Insurance is a mechanism by which the losses of a few are met through contributions from many. It is a method of dealing with fortuitous events resulting in a financial loss.

Thus ‘Health Insurance’ aims as taking care of health-related expenditure. To fall in line with the spirit of ‘Insurance’, health insurance is restricted to the financing of curative rather than a preventive expenditure. Secondly, health insurance is subject to strict principles of indemnity, where the person is indemnified with the amount which he has spent/incurred.

The general health scene and the attitude towards health insurance in India

The National Health scene is not very encouraging. One very adverse feature of the national health scene is the excessive dependence on private health expenditure. The total annual expenditure in the national health sector is of the order of 5.1% of the GDP, which is only a little lower than the average for lower and middle-income countries.

But, public health expenditure barely reaches 17% of the total health expenditure (i.e. 0.9% of GDP or Rs. 220 per capita); and the more regressive fact is that 68.8% of the total health expenditure is ‘out-of-pocket’ expenditure (OOP). This level of public health expenditure compares extremely unfavorably with an average public health spending of 2.8% of GDP for the low and middle-income countries of the globe, and 1.7% for even the impoverished sub-Saharan countries.

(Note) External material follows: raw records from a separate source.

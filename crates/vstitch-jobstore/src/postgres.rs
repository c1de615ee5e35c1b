//! PostgreSQL job store.

use async_trait::async_trait;
use chrono::{DateTime, Utc};
use sqlx::postgres::PgPoolOptions;
use sqlx::PgPool;
use tracing::{debug, info};
use vstitch_models::{JobId, JobKind, JobRecord, JobStatus, NewJob};

use crate::config::JobStoreConfig;
use crate::error::{StoreError, StoreResult};
use crate::store::{JobStore, StatusUpdate};

const JOB_COLUMNS: &str = "id, owner_id, kind, status, input_descriptor, output_descriptor, \
                           error_detail, attempts, created_at, updated_at";

#[derive(Debug, sqlx::FromRow)]
struct JobRow {
    id: String,
    owner_id: String,
    kind: String,
    status: String,
    input_descriptor: Option<String>,
    output_descriptor: Option<String>,
    error_detail: Option<String>,
    attempts: i32,
    created_at: DateTime<Utc>,
    updated_at: DateTime<Utc>,
}

impl TryFrom<JobRow> for JobRecord {
    type Error = StoreError;

    fn try_from(row: JobRow) -> Result<Self, Self::Error> {
        let status: JobStatus = row
            .status
            .parse()
            .map_err(|e| StoreError::Decode(format!("job {}: {}", row.id, e)))?;

        Ok(JobRecord {
            id: JobId::from_string(row.id),
            owner_id: row.owner_id,
            kind: row.kind,
            status,
            input_descriptor: row.input_descriptor,
            output_descriptor: row.output_descriptor,
            error_detail: row.error_detail,
            attempts: row.attempts,
            created_at: row.created_at,
            updated_at: row.updated_at,
        })
    }
}

/// Job store backed by a PostgreSQL `jobs` table.
#[derive(Debug, Clone)]
pub struct PgJobStore {
    pool: PgPool,
}

impl PgJobStore {
    pub fn new(pool: PgPool) -> Self {
        Self { pool }
    }

    /// Open a connection pool.
    pub async fn connect(config: &JobStoreConfig) -> StoreResult<Self> {
        let pool = PgPoolOptions::new()
            .max_connections(config.max_connections)
            .acquire_timeout(config.acquire_timeout)
            .connect(&config.database_url)
            .await?;

        info!(
            max_connections = config.max_connections,
            "Connected to job store"
        );
        Ok(Self::new(pool))
    }

    /// Apply embedded schema migrations.
    pub async fn migrate(&self) -> StoreResult<()> {
        sqlx::migrate!("./migrations").run(&self.pool).await?;
        debug!("Job store migrations applied");
        Ok(())
    }

    pub fn pool(&self) -> &PgPool {
        &self.pool
    }

    /// Round-trip a trivial query.
    pub async fn ping(&self) -> StoreResult<()> {
        sqlx::query("SELECT 1").execute(&self.pool).await?;
        Ok(())
    }

    fn to_record(row: Option<JobRow>) -> StoreResult<Option<JobRecord>> {
        row.map(JobRecord::try_from).transpose()
    }

    /// Explain why a conditional write matched no row.
    async fn rejection(&self, id: &JobId, to: JobStatus) -> StoreError {
        match self.get(id).await {
            Ok(Some(job)) => StoreError::InvalidTransition {
                id: id.clone(),
                from: job.status,
                to,
            },
            Ok(None) => StoreError::NotFound(id.clone()),
            Err(e) => e,
        }
    }
}

#[async_trait]
impl JobStore for PgJobStore {
    async fn claim_next(&self) -> StoreResult<Option<JobRecord>> {
        // SKIP LOCKED lets concurrent claimers pass over a row another
        // transaction is already taking.
        let sql = format!(
            r#"
            UPDATE jobs
            SET status = 'PROCESSING', attempts = attempts + 1, updated_at = NOW()
            WHERE id = (
                SELECT id FROM jobs
                WHERE status = 'QUEUED'
                ORDER BY created_at ASC, seq ASC
                LIMIT 1
                FOR UPDATE SKIP LOCKED
            )
            RETURNING {JOB_COLUMNS}
            "#
        );

        let row = sqlx::query_as::<_, JobRow>(&sql)
            .fetch_optional(&self.pool)
            .await?;

        Self::to_record(row)
    }

    async fn set_status(&self, id: &JobId, update: StatusUpdate) -> StoreResult<JobRecord> {
        let expected = update.expected_current();
        let target = update.target();

        let row = match &update {
            StatusUpdate::Processing => {
                let sql = format!(
                    r#"
                    UPDATE jobs SET status = $2, updated_at = NOW()
                    WHERE id = $1 AND status = $3
                    RETURNING {JOB_COLUMNS}
                    "#
                );
                sqlx::query_as::<_, JobRow>(&sql)
                    .bind(id.as_str())
                    .bind(target.as_str())
                    .bind(expected.as_str())
                    .fetch_optional(&self.pool)
                    .await?
            }
            StatusUpdate::Completed { output } => {
                let sql = format!(
                    r#"
                    UPDATE jobs
                    SET status = $2, output_descriptor = $4, error_detail = NULL, updated_at = NOW()
                    WHERE id = $1 AND status = $3
                    RETURNING {JOB_COLUMNS}
                    "#
                );
                sqlx::query_as::<_, JobRow>(&sql)
                    .bind(id.as_str())
                    .bind(target.as_str())
                    .bind(expected.as_str())
                    .bind(output)
                    .fetch_optional(&self.pool)
                    .await?
            }
            StatusUpdate::Failed { error } => {
                let sql = format!(
                    r#"
                    UPDATE jobs
                    SET status = $2, error_detail = $4, updated_at = NOW()
                    WHERE id = $1 AND status = $3
                    RETURNING {JOB_COLUMNS}
                    "#
                );
                sqlx::query_as::<_, JobRow>(&sql)
                    .bind(id.as_str())
                    .bind(target.as_str())
                    .bind(expected.as_str())
                    .bind(error)
                    .fetch_optional(&self.pool)
                    .await?
            }
        };

        match Self::to_record(row)? {
            Some(job) => Ok(job),
            None => Err(self.rejection(id, target).await),
        }
    }

    async fn requeue_all_processing(&self) -> StoreResult<u64> {
        let result = sqlx::query(
            "UPDATE jobs SET status = 'QUEUED', updated_at = NOW() WHERE status = 'PROCESSING'",
        )
        .execute(&self.pool)
        .await?;

        Ok(result.rows_affected())
    }

    async fn insert(&self, job: NewJob) -> StoreResult<JobRecord> {
        let descriptor = job.descriptor()?;
        let id = JobId::new();

        let sql = format!(
            r#"
            INSERT INTO jobs (id, owner_id, kind, status, input_descriptor)
            VALUES ($1, $2, $3, 'QUEUED', $4)
            RETURNING {JOB_COLUMNS}
            "#
        );

        let row = sqlx::query_as::<_, JobRow>(&sql)
            .bind(id.as_str())
            .bind(&job.owner_id)
            .bind(job.kind.as_str())
            .bind(descriptor.encode())
            .fetch_one(&self.pool)
            .await?;

        row.try_into()
    }

    async fn get(&self, id: &JobId) -> StoreResult<Option<JobRecord>> {
        let sql = format!("SELECT {JOB_COLUMNS} FROM jobs WHERE id = $1");
        let row = sqlx::query_as::<_, JobRow>(&sql)
            .bind(id.as_str())
            .fetch_optional(&self.pool)
            .await?;

        Self::to_record(row)
    }

    async fn list_for_owner(&self, owner_id: &str) -> StoreResult<Vec<JobRecord>> {
        let sql = format!(
            "SELECT {JOB_COLUMNS} FROM jobs WHERE owner_id = $1 ORDER BY created_at DESC, seq DESC"
        );
        let rows = sqlx::query_as::<_, JobRow>(&sql)
            .bind(owner_id)
            .fetch_all(&self.pool)
            .await?;

        rows.into_iter().map(JobRecord::try_from).collect()
    }

    async fn update_output_text(&self, id: &JobId, text: &str) -> StoreResult<JobRecord> {
        let sql = format!(
            r#"
            UPDATE jobs SET output_descriptor = $2, updated_at = NOW()
            WHERE id = $1 AND kind = $3 AND status = 'COMPLETED'
            RETURNING {JOB_COLUMNS}
            "#
        );
        let row = sqlx::query_as::<_, JobRow>(&sql)
            .bind(id.as_str())
            .bind(text)
            .bind(JobKind::Transcribe.as_str())
            .fetch_optional(&self.pool)
            .await?;

        match Self::to_record(row)? {
            Some(job) => Ok(job),
            None => match self.get(id).await? {
                Some(_) => Err(StoreError::conflict(format!(
                    "job {} is not a completed transcription",
                    id
                ))),
                None => Err(StoreError::NotFound(id.clone())),
            },
        }
    }

    async fn delete(&self, id: &JobId) -> StoreResult<JobRecord> {
        let sql = format!(
            "DELETE FROM jobs WHERE id = $1 AND status <> 'PROCESSING' RETURNING {JOB_COLUMNS}"
        );
        let row = sqlx::query_as::<_, JobRow>(&sql)
            .bind(id.as_str())
            .fetch_optional(&self.pool)
            .await?;

        match Self::to_record(row)? {
            Some(job) => Ok(job),
            None => match self.get(id).await? {
                Some(_) => Err(StoreError::conflict(format!("job {} is processing", id))),
                None => Err(StoreError::NotFound(id.clone())),
            },
        }
    }
}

Some startling conclusions of the extent of financial catastrophes on account of illnesses are: an Indian who is hospitalized spends more than 50% of his annual income on health; 24% of those hospitalized fall below the poverty line as a result of the financial blow; and, out-of-pocket expenses can push 2.2% of the population below the poverty line in a year.

Insurance as such is affected by the attitude of people. We always feel that misfortune will afflict the next person and not the self. Health premium is way down in the list of priorities of the majority of the population which can be attributed to limited means which are inadequate to fulfill the necessities of the general population.

Insurance awareness levels are low. The majority of Insurance Companies have not concentrated on media coverage on the health insurance offered. Secondly, there is a general lack of confidence in insurance products; more so in health insurance products. Health Insurance penetration in India is less than 3% which is dismally low. Thus there exists a huge scope for mobilizing a huge amount of health premium

The Evolution

Phase I

Health Insurance in India began with the introduction of the Mediclaim policy by the four Public Sector Insurance Companies, in the year 1986. The policy was designed to provide for reimbursement of medical expenses incurred in India by the Insured for treatment of any disease or illness or accidental bodily injuries at any clinic/nursing home/hospital, as an inpatient. Domiciliary hospitalization was also covered for a specified amount. There were six categories of benefits and three of these categories were accompanied by Personal Accident cover for specified amounts. These three categories were termed as Scheme ‘A’ and the other three without PA cover were termed as Scheme ‘B’. It was a very well designed policy with sub-limits for a. Room and Boarding expenses (normal and ICU)

b. Non-Surgical and minor surgical benefits c. Major surgical and major diseases (which were defined in the policy)

The Domiciliary hospitalization benefits had well spelled out sub-limits for various heads. The PA cover was for death and Permanent Total Disablement. The cover was a well designed one though a novel product.

The premium was a fixed amount common to all age groups from 5 to 70 years.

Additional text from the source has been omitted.